Post of 22 July 2022

In the mid-14th century BC, an ancient Egyptian Pharaoh Akhenaten (1351-1334) changed his name from Amenhotep IV to Akhenaten and ordered to build a new capital named Amarna far away from the old capital Thebes due to an epidemic in Egypt.

Akhenaten did not only change his capital to Amarna but brought a revolutionary religious change in the 3,000 years old religion of Ancient Egypt.

American Egyptologist Arielle Kozloff suggested that Akhenaten ordered hundreds more statues of the lion-headed goddess Sekhmet, the wife of the ancient god Shiv for healing the epidemic. In Ancient Egypt the wife of Shiv, goddess Sekhmet was considered as a “goddess of healing”.  

Pharaoh Akhenaten ordered that in the new capital only one god, the sun god Aten should be worshipped and all others god and goddess be discarded. Egyptologists explain that Akhenaten was fed up with the powerful priests in the old capitals of Thebes, who worshipped many gods and goddesses.

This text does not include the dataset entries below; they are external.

//! Fan-out of published facts to page sockets.
//!
//! The router's sink feeds an mpsc channel; the broadcaster serializes each
//! fact once as an `ANNOTATE` message and hands it to every connected page.

use lpd_core::{AnnotationFact, AnnotationView, PageMessage};
use tokio::sync::{broadcast, mpsc};
use tokio_util::sync::CancellationToken;
use tracing::{debug, trace};

/// Forward facts until the sink side closes or `cancel` fires.
pub async fn run_broadcaster(
    mut facts: mpsc::Receiver<AnnotationFact>,
    tx: broadcast::Sender<String>,
    cancel: CancellationToken,
) {
    loop {
        let fact = tokio::select! {
            _ = cancel.cancelled() => break,
            fact = facts.recv() => match fact {
                Some(fact) => fact,
                None => break,
            },
        };

        let msg = PageMessage::Annotate(AnnotationView::from(&fact));
        match serde_json::to_string(&msg) {
            Ok(json) => match tx.send(json) {
                Ok(n) => trace!(receivers = n, identifier = %fact.identifier(), "Annotation pushed"),
                Err(_) => trace!("No page sockets connected"),
            },
            Err(e) => debug!(error = %e, "Failed to serialize annotation"),
        }
    }
    debug!("Broadcaster stopped");
}
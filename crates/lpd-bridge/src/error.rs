//! Bridge error types.

use thiserror::Error;

#[derive(Debug, Error)]
pub enum BridgeError {
    #[error("Failed to bind {addr}: {source}")]
    Bind {
        addr: String,
        #[source]
        source: std::io::Error,
    },

    #[error("Server error: {0}")]
    Serve(#[from] std::io::Error),

    #[error("JSON error: {0}")]
    Json(#[from] serde_json::Error),
}

pub type BridgeResult<T> = Result<T, BridgeError>;
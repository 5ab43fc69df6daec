//! HTTP/WebSocket bridge implementation using axum.

use std::sync::atomic::{AtomicUsize, Ordering};
use std::sync::Arc;

use axum::extract::ws::{Message, WebSocket, WebSocketUpgrade};
use axum::extract::{Path, State};
use axum::http::{header, StatusCode};
use axum::response::{IntoResponse, Json, Response};
use axum::routing::{get, post, put};
use axum::Router;
use futures_util::stream::StreamExt;
use futures_util::SinkExt;
use lpd_core::{ControlRequest, ControlResponse, PageMessage};
use lpd_telemetry::Metrics;
use tokio::sync::broadcast;
use tokio_util::sync::CancellationToken;
use tower_http::cors::{Any, CorsLayer};
use tracing::{debug, info, warn};

use crate::config::BridgeConfig;
use crate::error::{BridgeError, BridgeResult};
use crate::state::{BridgeState, PageUpdate, PresenceStatus};

/// Bounds the number of concurrent page sockets.
pub struct ConnectionLimiter {
    current: AtomicUsize,
    max: usize,
}

impl ConnectionLimiter {
    pub fn new(max: usize) -> Self {
        Self {
            current: AtomicUsize::new(0),
            max,
        }
    }

    /// Take a slot; the guard releases it on drop.
    pub fn try_acquire(self: &Arc<Self>) -> Option<ConnectionGuard> {
        loop {
            let current = self.current.load(Ordering::Acquire);
            if current >= self.max {
                return None;
            }
            if self
                .current
                .compare_exchange(current, current + 1, Ordering::AcqRel, Ordering::Acquire)
                .is_ok()
            {
                Metrics::bridge_clients(current + 1);
                return Some(ConnectionGuard {
                    limiter: Arc::clone(self),
                });
            }
        }
    }

    pub fn current_count(&self) -> usize {
        self.current.load(Ordering::Relaxed)
    }
}

pub struct ConnectionGuard {
    limiter: Arc<ConnectionLimiter>,
}

impl Drop for ConnectionGuard {
    fn drop(&mut self) {
        let previous = self.limiter.current.fetch_sub(1, Ordering::Release);
        Metrics::bridge_clients(previous.saturating_sub(1));
    }
}

/// Shared application state for axum handlers.
#[derive(Clone)]
pub struct AppState {
    bridge: BridgeState,
    connection_limiter: Arc<ConnectionLimiter>,
}

impl AppState {
    pub fn new(bridge: BridgeState, config: &BridgeConfig) -> Self {
        Self {
            bridge,
            connection_limiter: Arc::new(ConnectionLimiter::new(config.max_connections)),
        }
    }
}

/// Create the axum router.
pub fn create_router(state: AppState) -> Router {
    let cors = CorsLayer::new()
        .allow_origin(Any)
        .allow_methods(Any)
        .allow_headers(Any);

    Router::new()
        .route("/api/stats", get(get_stats))
        .route("/api/annotations", get(get_annotations))
        .route("/api/control", post(post_control))
        .route("/api/pages/{page_id}", put(put_page).delete(delete_page))
        .route("/ws", get(ws_handler))
        .route("/metrics", get(get_metrics))
        .layer(cors)
        .with_state(state)
}

async fn get_stats(State(state): State<AppState>) -> impl IntoResponse {
    Json(state.bridge.stats())
}

async fn get_annotations(State(state): State<AppState>) -> impl IntoResponse {
    Json(state.bridge.control(ControlRequest::GetKnownAnnotations))
}

async fn post_control(
    State(state): State<AppState>,
    Json(request): Json<ControlRequest>,
) -> Response {
    let response = state.bridge.control(request);
    let status = match response {
        ControlResponse::Error { .. } => StatusCode::BAD_REQUEST,
        _ => StatusCode::OK,
    };
    (status, Json(response)).into_response()
}

async fn put_page(
    State(state): State<AppState>,
    Path(page_id): Path<String>,
    Json(update): Json<PageUpdate>,
) -> Json<PresenceStatus> {
    Json(state.bridge.page_updated(&page_id, &update.url))
}

async fn delete_page(
    State(state): State<AppState>,
    Path(page_id): Path<String>,
) -> Json<PresenceStatus> {
    Json(state.bridge.page_closed(&page_id))
}

async fn get_metrics() -> Response {
    match Metrics::render() {
        Ok(body) => (
            StatusCode::OK,
            [(header::CONTENT_TYPE, "text/plain; version=0.0.4")],
            body,
        )
            .into_response(),
        Err(e) => {
            warn!(error = %e, "Failed to render metrics");
            StatusCode::INTERNAL_SERVER_ERROR.into_response()
        }
    }
}

/// WebSocket upgrade handler.
async fn ws_handler(State(state): State<AppState>, ws: WebSocketUpgrade) -> Response {
    let Some(guard) = state.connection_limiter.try_acquire() else {
        warn!(
            current = state.connection_limiter.current_count(),
            "Page socket limit reached"
        );
        return (StatusCode::SERVICE_UNAVAILABLE, "Too many connections").into_response();
    };

    info!(
        connections = state.connection_limiter.current_count(),
        "New page socket"
    );

    ws.on_upgrade(move |socket| async move {
        let _guard = guard;
        handle_page_socket(socket, state.bridge).await;
    })
}

/// Known annotations first, then one `ANNOTATE` per published fact.
async fn handle_page_socket(socket: WebSocket, bridge: BridgeState) {
    let (mut sender, mut receiver) = socket.split();

    // Subscribe before snapshotting so no fact falls between the two.
    let mut push_rx = bridge.subscribe();

    match known_annotations_message(&bridge) {
        Ok(json) => {
            if sender.send(Message::Text(json.into())).await.is_err() {
                debug!("Failed to send known annotations, page disconnected");
                return;
            }
        }
        Err(e) => warn!(error = %e, "Failed to serialize known annotations"),
    }

    loop {
        tokio::select! {
            result = push_rx.recv() => {
                match result {
                    Ok(msg) => {
                        if sender.send(Message::Text(msg.into())).await.is_err() {
                            debug!("Failed to push annotation, page disconnected");
                            break;
                        }
                    }
                    Err(broadcast::error::RecvError::Lagged(n)) => {
                        warn!(skipped = n, "Page socket lagged");
                    }
                    Err(broadcast::error::RecvError::Closed) => {
                        debug!("Push channel closed");
                        break;
                    }
                }
            }
            incoming = receiver.next() => {
                match incoming {
                    Some(Ok(Message::Text(text))) => {
                        let reply = match serde_json::from_str::<ControlRequest>(text.as_str()) {
                            Ok(ControlRequest::GetKnownAnnotations) => known_annotations_message(&bridge),
                            Ok(request) => serde_json::to_string(&bridge.control(request)).map_err(BridgeError::from),
                            Err(e) => {
                                debug!(error = %e, "Ignoring unrecognized page message");
                                continue;
                            }
                        };
                        match reply {
                            Ok(json) => {
                                if sender.send(Message::Text(json.into())).await.is_err() {
                                    break;
                                }
                            }
                            Err(e) => warn!(error = %e, "Failed to serialize reply"),
                        }
                    }
                    Some(Ok(Message::Close(_))) | None => {
                        debug!("Page socket closed");
                        break;
                    }
                    Some(Ok(_)) => {}
                    Some(Err(e)) => {
                        debug!(error = %e, "Page socket receive error");
                        break;
                    }
                }
            }
        }
    }
}

fn known_annotations_message(bridge: &BridgeState) -> BridgeResult<String> {
    let annotations = match bridge.control(ControlRequest::GetKnownAnnotations) {
        ControlResponse::KnownAnnotations { annotations } => annotations,
        _ => Vec::new(),
    };
    Ok(serde_json::to_string(&PageMessage::KnownAnnotations { annotations })?)
}

/// Serve the bridge until `cancel` fires.
pub async fn run_server(
    bridge: BridgeState,
    config: BridgeConfig,
    cancel: CancellationToken,
) -> BridgeResult<()> {
    let app = create_router(AppState::new(bridge, &config));

    let addr = config.addr();
    let listener = tokio::net::TcpListener::bind(&addr)
        .await
        .map_err(|source| BridgeError::Bind {
            addr: addr.clone(),
            source,
        })?;
    info!(addr = %addr, "Starting page bridge");

    axum::serve(listener, app)
        .with_graceful_shutdown(cancel.cancelled_owned())
        .await?;

    info!("Page bridge stopped");
    Ok(())
}

#[cfg(test)]
mod tests {
    use super::*;

    #[test]
    fn test_limiter_releases_on_drop() {
        let limiter = Arc::new(ConnectionLimiter::new(2));
        let a = limiter.try_acquire().unwrap();
        let _b = limiter.try_acquire().unwrap();
        assert!(limiter.try_acquire().is_none());

        drop(a);
        assert_eq!(limiter.current_count(), 1);
        assert!(limiter.try_acquire().is_some());
    }
}
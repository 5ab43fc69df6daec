//! Prometheus metrics and structured logging for the launchpad detector.
//!
//! - Prometheus metrics for the feed session, routing outcomes and the bridge
//! - Structured logging with tracing (JSON in production, pretty otherwise)

pub mod error;
pub mod logging;
pub mod metrics;

pub use error::{TelemetryError, TelemetryResult};
pub use logging::{init_logging, init_logging_with, DEFAULT_LOG_FILTER};
pub use metrics::Metrics;
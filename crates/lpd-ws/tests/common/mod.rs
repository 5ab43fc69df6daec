//! Shared helpers for lpd-ws integration tests.

pub mod mock_feed;
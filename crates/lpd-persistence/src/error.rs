//! Persistence error types.

use thiserror::Error;

#[derive(Debug, Error)]
pub enum PersistenceError {
    #[error("IO error: {0}")]
    Io(#[from] std::io::Error),

    #[error("JSON error: {0}")]
    Json(#[from] serde_json::Error),

    #[error("Store unavailable: {0}")]
    Unavailable(String),
}

pub type PersistenceResult<T> = Result<T, PersistenceError>;
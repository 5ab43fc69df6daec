//! Application error types.

use thiserror::Error;

#[derive(Debug, Error)]
pub enum AppError {
    #[error("Configuration error: {0}")]
    Config(String),

    #[error("WebSocket error: {0}")]
    WebSocket(#[from] lpd_ws::WsError),

    #[error("Router error: {0}")]
    Router(#[from] lpd_router::RouterError),

    #[error("Bridge error: {0}")]
    Bridge(#[from] lpd_bridge::BridgeError),

    #[error("Telemetry error: {0}")]
    Telemetry(#[from] lpd_telemetry::TelemetryError),

    #[error("Persistence error: {0}")]
    Persistence(#[from] lpd_persistence::PersistenceError),

    #[error("IO error: {0}")]
    Io(#[from] std::io::Error),
}

impl From<config::ConfigError> for AppError {
    fn from(e: config::ConfigError) -> Self {
        Self::Config(e.to_string())
    }
}

pub type AppResult<T> = Result<T, AppError>;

Archaeologist Jorrit Kelder of University of Leiden, Netherlands proposed that the epidemic/plague might have pushed Akhenaten to take more drastic action against priests and their gods’ for failure to protect Egypt. Whilst, Akhenaten’s new city Amarna, quickly became a critical hub in an international network of trade and diplomacy. This started a “cosmopolitan age” for Egypt.

Kelder said that same epidemic/plague might have caused Akhenaten death as well as those of his wife Nefertiti (born 1370 BC in Thebes) and three daughters in the new capital. Some scholars believe that Nefertiti ruled briefly after her husband’s death and before the ascension of Pharaoh Tutankhamun known as King Tut.

Australian Archaeologist Hitchcock expects Covid-19 pandemic will also bring change. He says, “history suggests that the post-covid normal is unlikely to look much like the old normal.”